Panayırdaki gösteri için adam avazı çıktığı kadar bağırarak müşteri çekmek istiyormuş ama gösteri o kadar kötüymüş ki kimse adama kanıp gösteriye gitmiyormuş. Panayır açılalı epey olmuştur ve çığırtkana kanarak girenlerin söyledikleri de kulaktan kulağa yayılınca gösteriye kimse gelmez olmuştur. İnsanların oyuna gelmesi için çığırtkanlık yapan adam avazı çıktığı kadar bağırmasına rağmen, bir yandan da arkadaşına “millet artık yutmuyor” diye söyleniyormuş. Ama yine de kendisinin bile inanmadığı gösteri için çığırtkanlığa devam ediyormuş: “Başka yerlerin reklamına aldanmayın… Sanatın, ilmin, hünerin göklere çıktığı yer burası! Baylar, bayanlar, teşrif buyurun!”
Sabahattin Ali’nin “Millet Yutmuyor” hikâyesinde geçer bu hikâye. Türkiye işçi sınıfının unutmadığı, unutmayacağı, yaşamı ve sanatıyla sınıfın sesi ve kalemi olmuş Sabahattin Ali’yi saygıyla anıyor, onu mücadelemizde yaşatıyoruz.
Bugün de yaşadığımız dünyada bize anlatılanlar tam da hikâyede yer aldığı gibi bir kandırmaca değil mi? Sömürü düzeninin zaferini ilan edenlerin, “tarihin sonu geldi” diyenlerin oyunudur oynanan. Sözde artık savaşlar olmayacak, barışçıl bir dünyada huzur içinde yaşanılacaktı. Tüm sorunların üstesinden gelecek bir sistem vardı. “O yüzden başka düşüncelere kanmayın, silin atın kafanızdan” dediler. “Barışın, özgürlüğün ve adaletin olduğu tek düzen bu” diyerek işçi sınıfına seslendiler. “Mücadele etmek, örgütlenmek… Bunlar artık geride kaldı” iddiasındaydı insani olmayan bu düzenin bekçileri. Ve nihayetinde bugün dünya işçi sınıfını, kan gölüne çevirdikleri savaşlarla, açlık, yoksulluk, türlü hastalık ve ekonomik krizlerle, anti demokratik uygulamalarla, faşizmle eziyorlar. Kısacası insanlığı övündükleri düzenin yarattığı onlarca sorunla baş başa bıraktılar.
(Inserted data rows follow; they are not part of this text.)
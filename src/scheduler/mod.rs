//! Scheduler engine for job execution.
//!
//! This module provides the run loop that dispatches stored jobs onto
//! workers, supervises executions and recovers from interruptions.

mod dispatch;
mod engine;
mod handle;
mod quota;
mod types;

pub use dispatch::{DispatchPlan, PlannedRun, plan_dispatch};
pub use engine::{DEFAULT_MAX_CONCURRENT_WORKERS, DEFAULT_MAX_RETRIES, Scheduler};
pub use handle::SchedulerHandle;
pub use quota::{DEFAULT_EXPEDITED_PER_WINDOW, DEFAULT_EXPEDITED_WINDOW};
pub use types::{SchedulerError, SchedulerState};
//! Scheduler handle for controlling the scheduler.
//!
//! This module provides the `SchedulerHandle` type that allows external control
//! of the scheduler through commands like pause, resume, wake, and shutdown.

use std::sync::Arc;

use tokio::sync::{RwLock, mpsc, oneshot};

use super::types::{SchedulerCommand, SchedulerError, SchedulerState};

/// Buffer size for the command channel between SchedulerHandle and Scheduler.
pub(crate) const COMMAND_CHANNEL_BUFFER: usize = 32;

/// Handle for controlling the scheduler.
#[derive(Clone)]
pub struct SchedulerHandle {
    pub(crate) command_tx: mpsc::Sender<SchedulerCommand>,
    pub(crate) state: Arc<RwLock<SchedulerState>>,
}

impl SchedulerHandle {
    /// Helper to send a command that returns unit and wait for response.
    async fn send_unit_command(
        &self,
        build_command: impl FnOnce(oneshot::Sender<()>) -> SchedulerCommand,
        operation: &str,
    ) -> Result<(), SchedulerError> {
        let (response_tx, response_rx) = oneshot::channel();
        self.command_tx
            .send(build_command(response_tx))
            .await
            .map_err(|_| {
                SchedulerError::ChannelError(format!("failed to send {} command", operation))
            })?;

        response_rx.await.map_err(|_| {
            SchedulerError::ChannelError(format!("failed to receive {} response", operation))
        })?;

        Ok(())
    }

    /// Pause the scheduler.
    ///
    /// While paused, no new executions start. Running executions continue and
    /// are still stopped when their constraints stop holding.
    pub async fn pause(&self) -> Result<(), SchedulerError> {
        self.send_unit_command(|response| SchedulerCommand::Pause { response }, "pause")
            .await
    }

    /// Resume the scheduler after being paused.
    pub async fn resume(&self) -> Result<(), SchedulerError> {
        self.send_unit_command(|response| SchedulerCommand::Resume { response }, "resume")
            .await
    }

    /// Run a dispatch cycle without waiting for the next tick.
    pub async fn wake(&self) -> Result<(), SchedulerError> {
        self.send_unit_command(|response| SchedulerCommand::Wake { response }, "wake")
            .await
    }

    /// Shutdown the scheduler.
    ///
    /// Returns once running executions have finished or the shutdown timeout
    /// has passed.
    pub async fn shutdown(&self) -> Result<(), SchedulerError> {
        self.send_unit_command(
            |response| SchedulerCommand::Shutdown { response },
            "shutdown",
        )
        .await
    }

    /// Get the current scheduler state.
    pub async fn state(&self) -> SchedulerState {
        *self.state.read().await
    }

    /// Check if the scheduler is running.
    pub async fn is_running(&self) -> bool {
        *self.state.read().await == SchedulerState::Running
    }

    /// Check if the scheduler is paused.
    pub async fn is_paused(&self) -> bool {
        *self.state.read().await == SchedulerState::Paused
    }
}
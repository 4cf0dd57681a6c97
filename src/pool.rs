//! Generational slot pools with stable locators.
//!
//! A [`Pool`] hands out [`Locator`]s: slot index plus a generation counter.
//! Freed slots are reused in place, bumping the generation so every locator
//! issued before the reuse stops matching. Entry metadata and element
//! payload live in two parallel [`PagedArray`]s, keeping the bookkeeping
//! compact and the payload densely packed for bulk scans.

use std::mem::MaybeUninit;
use std::sync::Arc;

use crate::fault::fatal;
use crate::paged::PagedArray;
use crate::tracker::{SourceSite, Tag};

/// Free-list terminator.
const NO_FREE: u32 = u32::MAX;

/// Handle to a pool slot: entry index plus the generation observed at
/// allocation. Goes stale the moment the slot is reused.
#[derive(Debug, Clone, Copy, PartialEq, Eq, Hash)]
pub struct Locator {
    index: u32,
    generation: u32,
}

impl Locator {
    /// A locator that never names a live slot.
    pub const fn dangling() -> Self {
        Self {
            index: u32::MAX,
            generation: u32::MAX,
        }
    }

    /// The raw slot index.
    pub fn index(&self) -> u32 {
        self.index
    }

    /// The generation observed when the slot was allocated.
    pub fn generation(&self) -> u32 {
        self.generation
    }
}

impl Default for Locator {
    fn default() -> Self {
        Self::dangling()
    }
}

/// Per-slot bookkeeping. A slot is live exactly when `next_free` points at
/// itself; free slots chain onward through `next_free` instead.
#[derive(Clone, Copy)]
struct Entry {
    generation: u32,
    next_free: u32,
}

/// Generational slot pool over tag-tracked storage.
///
/// Mutation takes `&mut self`; share an instance across threads only behind
/// external synchronization.
pub struct Pool<T> {
    entries: PagedArray<Entry>,
    elements: PagedArray<MaybeUninit<T>>,
    first_free: u32,
    live: usize,
}

impl<T> Pool<T> {
    /// Create an empty pool whose backing arrays use pieces of
    /// `1 << piece_len_log2` slots.
    pub fn new(tag: Arc<Tag>, piece_len_log2: u32, site: SourceSite) -> Self {
        Self {
            entries: PagedArray::new(Arc::clone(&tag), piece_len_log2, site),
            elements: PagedArray::new(tag, piece_len_log2, site),
            first_free: NO_FREE,
            live: 0,
        }
    }

    /// Pre-allocate backing storage for `count` slots.
    pub fn reserve(&mut self, count: usize) {
        self.entries.reserve(count);
        self.elements.reserve(count);
    }

    /// Number of live elements.
    pub fn len(&self) -> usize {
        self.live
    }

    /// Whether no element is live.
    pub fn is_empty(&self) -> bool {
        self.live == 0
    }

    /// Total slots ever created, live or free.
    pub fn capacity(&self) -> usize {
        self.entries.len()
    }

    fn live_entry(&self, locator: Locator) -> Option<&Entry> {
        let entry = self.entries.get(locator.index as usize)?;
        (entry.next_free == locator.index && entry.generation == locator.generation)
            .then_some(entry)
    }

    /// Whether `locator` still names a live element.
    pub fn contains(&self, locator: Locator) -> bool {
        self.live_entry(locator).is_some()
    }

    /// Store `value` in a free slot, returning its locator.
    ///
    /// Pops the free list when it is non-empty; otherwise appends a fresh
    /// entry and payload slot to both backing arrays.
    pub fn insert(&mut self, value: T) -> Locator {
        let locator = if self.first_free != NO_FREE {
            let index = self.first_free;
            let entry = match self.entries.get_mut(index as usize) {
                Some(entry) => entry,
                None => fatal!("Pool::insert", "corrupt free list head {}", index),
            };
            entry.generation = entry.generation.wrapping_add(1);
            self.first_free = entry.next_free;
            entry.next_free = index;
            Locator {
                index,
                generation: entry.generation,
            }
        } else {
            if self.entries.len() >= u32::MAX as usize {
                fatal!(
                    "Pool::insert",
                    "too many elements allocated, maximum {}",
                    u32::MAX
                );
            }
            let index = self.entries.len() as u32;
            let entry = self.entries.push(Entry {
                generation: 0,
                next_free: index,
            });
            let generation = entry.generation;
            self.elements.push(MaybeUninit::uninit());
            Locator { index, generation }
        };
        match self.elements.get_mut(locator.index as usize) {
            // The slot is logically uninitialized either way, so writing
            // cannot leak a live value.
            Some(slot) => {
                slot.write(value);
            }
            None => fatal!("Pool::insert", "missing payload slot {}", locator.index),
        }
        self.live += 1;
        locator
    }

    /// Shared access to the element for `locator`, `None` once it expired.
    ///
    /// This is the expected way to test whether a handle is still alive;
    /// unlike [`Pool::remove`], an expired locator here is not an error.
    pub fn get(&self, locator: Locator) -> Option<&T> {
        self.live_entry(locator)?;
        let slot = self.elements.get(locator.index as usize)?;
        // SAFETY: the slot is live, hence initialized.
        Some(unsafe { slot.assume_init_ref() })
    }

    /// Exclusive access to the element for `locator`, `None` once it
    /// expired.
    pub fn get_mut(&mut self, locator: Locator) -> Option<&mut T> {
        self.live_entry(locator)?;
        let slot = self.elements.get_mut(locator.index as usize)?;
        // SAFETY: the slot is live, hence initialized.
        Some(unsafe { slot.assume_init_mut() })
    }

    /// Release the slot for `locator`, returning its value.
    ///
    /// A stale or unknown locator is a caller bug and fatal; use
    /// [`Pool::get`] or [`Pool::contains`] to test liveness instead.
    pub fn remove(&mut self, locator: Locator) -> T {
        if !self.contains(locator) {
            fatal!(
                "Pool::remove",
                "locator {}v{} does not name a live element",
                locator.index,
                locator.generation
            );
        }
        let index = locator.index;
        let entry = match self.entries.get_mut(index as usize) {
            Some(entry) => entry,
            None => fatal!("Pool::remove", "missing entry {}", index),
        };
        entry.next_free = self.first_free;
        self.first_free = index;
        self.live -= 1;
        let slot = match self.elements.get_mut(index as usize) {
            Some(slot) => slot,
            None => fatal!("Pool::remove", "missing payload slot {}", index),
        };
        // SAFETY: the slot was live until this call; reading moves the value
        // out and the slot is now off the live set.
        unsafe { slot.assume_init_read() }
    }
}

impl<T> Drop for Pool<T> {
    fn drop(&mut self) {
        for index in 0..self.entries.len() {
            let live = match self.entries.get(index) {
                Some(entry) => entry.next_free as usize == index,
                None => false,
            };
            if live {
                if let Some(slot) = self.elements.get_mut(index) {
                    // SAFETY: live slots hold initialized values that were
                    // not dropped yet.
                    unsafe { slot.assume_init_drop() };
                }
            }
        }
    }
}
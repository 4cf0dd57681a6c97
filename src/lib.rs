//! # tagmem
//!
//! Leak-tracked, tag-grouped memory management primitives for Rust game
//! engines.
//!
//! ## Components
//!
//! - [`MemoryTracker`] / [`Tag`] - tag-grouped allocation with per-tag byte
//!   totals, source-site leak reports and fatal leak checking
//! - [`PagedArray`] - paged two-level growable array that never moves
//!   existing elements
//! - [`Pool`] - generational slot pool with stable, validity-checked
//!   locators
//! - [`BuddyIndexAllocator`] - power-of-two sub-allocation of logical index
//!   ranges
//!
//! ## Failure model
//!
//! Resource exhaustion is a value: the `try_*` entry points return
//! [`AllocError`], the plain entry points escalate the same condition to a
//! fatal report. Contract violations (foreign pointers, stale locators,
//! misaligned indices, leaky teardown with leak checking on) are always
//! fatal; the one deliberate exception is [`Pool::get`], where an expired
//! locator is the normal `None`.
//!
//! ## Quick start
//!
//! ```rust
//! use tagmem::{site, MemoryTracker, Pool};
//!
//! let tracker = MemoryTracker::new();
//! let tag = tracker.create_tag("world");
//!
//! {
//!     let mut pool: Pool<[f32; 3]> = Pool::new(tag.clone(), 6, site!());
//!     let position = pool.insert([0.0, 1.0, 0.0]);
//!     assert!(pool.get(position).is_some());
//!     pool.remove(position);
//!     assert!(pool.get(position).is_none());
//! }
//!
//! tracker.destroy_tag(tag, true);
//! tracker.shutdown();
//! ```

pub mod buddy;
pub mod paged;
pub mod pool;
pub mod tracker;

mod error;
mod fault;
mod sync;
mod util;

pub use buddy::BuddyIndexAllocator;
pub use error::AllocError;
pub use paged::PagedArray;
pub use pool::{Locator, Pool};
pub use tracker::{MemoryTracker, SourceSite, Tag, TagStats, TrackerStats};
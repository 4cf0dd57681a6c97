//! Bounded text copy for fixed-capacity names.

/// Copy `name`, keeping at most `max_len` bytes and truncating on a
/// character boundary.
pub(crate) fn bounded_name(name: &str, max_len: usize) -> String {
    if name.len() <= max_len {
        return name.to_owned();
    }
    let mut end = max_len;
    while !name.is_char_boundary(end) {
        end -= 1;
    }
    name[..end].to_owned()
}

#[cfg(test)]
mod tests {
    use super::*;

    #[test]
    fn test_short_names_kept() {
        assert_eq!(bounded_name("renderer", 63), "renderer");
        assert_eq!(bounded_name("", 63), "");
    }

    #[test]
    fn test_truncation_respects_char_boundaries() {
        assert_eq!(bounded_name("abcdef", 4), "abcd");
        // Multi-byte character straddling the limit is dropped whole.
        assert_eq!(bounded_name("ab\u{00e9}cd", 3), "ab");
    }
}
Dünyanın dört bir tarafında yüzbinlerce işçi, emekçi ve gençlerden oluşan kitleler savaş, ekonomik kriz, sağlık ve eğitim sistemlerindeki sorunlar, barınamama, ekolojik kriz nedeniyle meydanlara çıkıyor. Aynı hikâyemizde söylendiği gibi, işçi sınıfı egemenlerin oynadığı oyunun kötü bir oyun olduğunun farkında. Emekçilerde sömürü düzenine karşı öfke, nefret var ve bu kimi ülkelerde isyanla birleşmiş durumda. Gürül gürül akan su olarak düşünelim emekçilerin isyanını... Doğru yöne akması ve suyun heba olmaması gerekiyor. Buna doğru yönü verecek olan da işçi sınıfının örgütlü mücadelesi olacaktır. İşçiler örgütleri ile güçlüdür. Sendikaları, partileri, işçi örgütleriyle yürütecekleri uluslararası mücadeleyle milyarlarca işçi toplumsal sorunları çözebilir. Bugünlerde sık duyduğumuz bir sloganımız aslında dünya işçi sınıfının haykırışı, çağrısıdır: Kurtuluş Yok Tek Başına Ya Hep Beraber Ya Hiçbirimiz!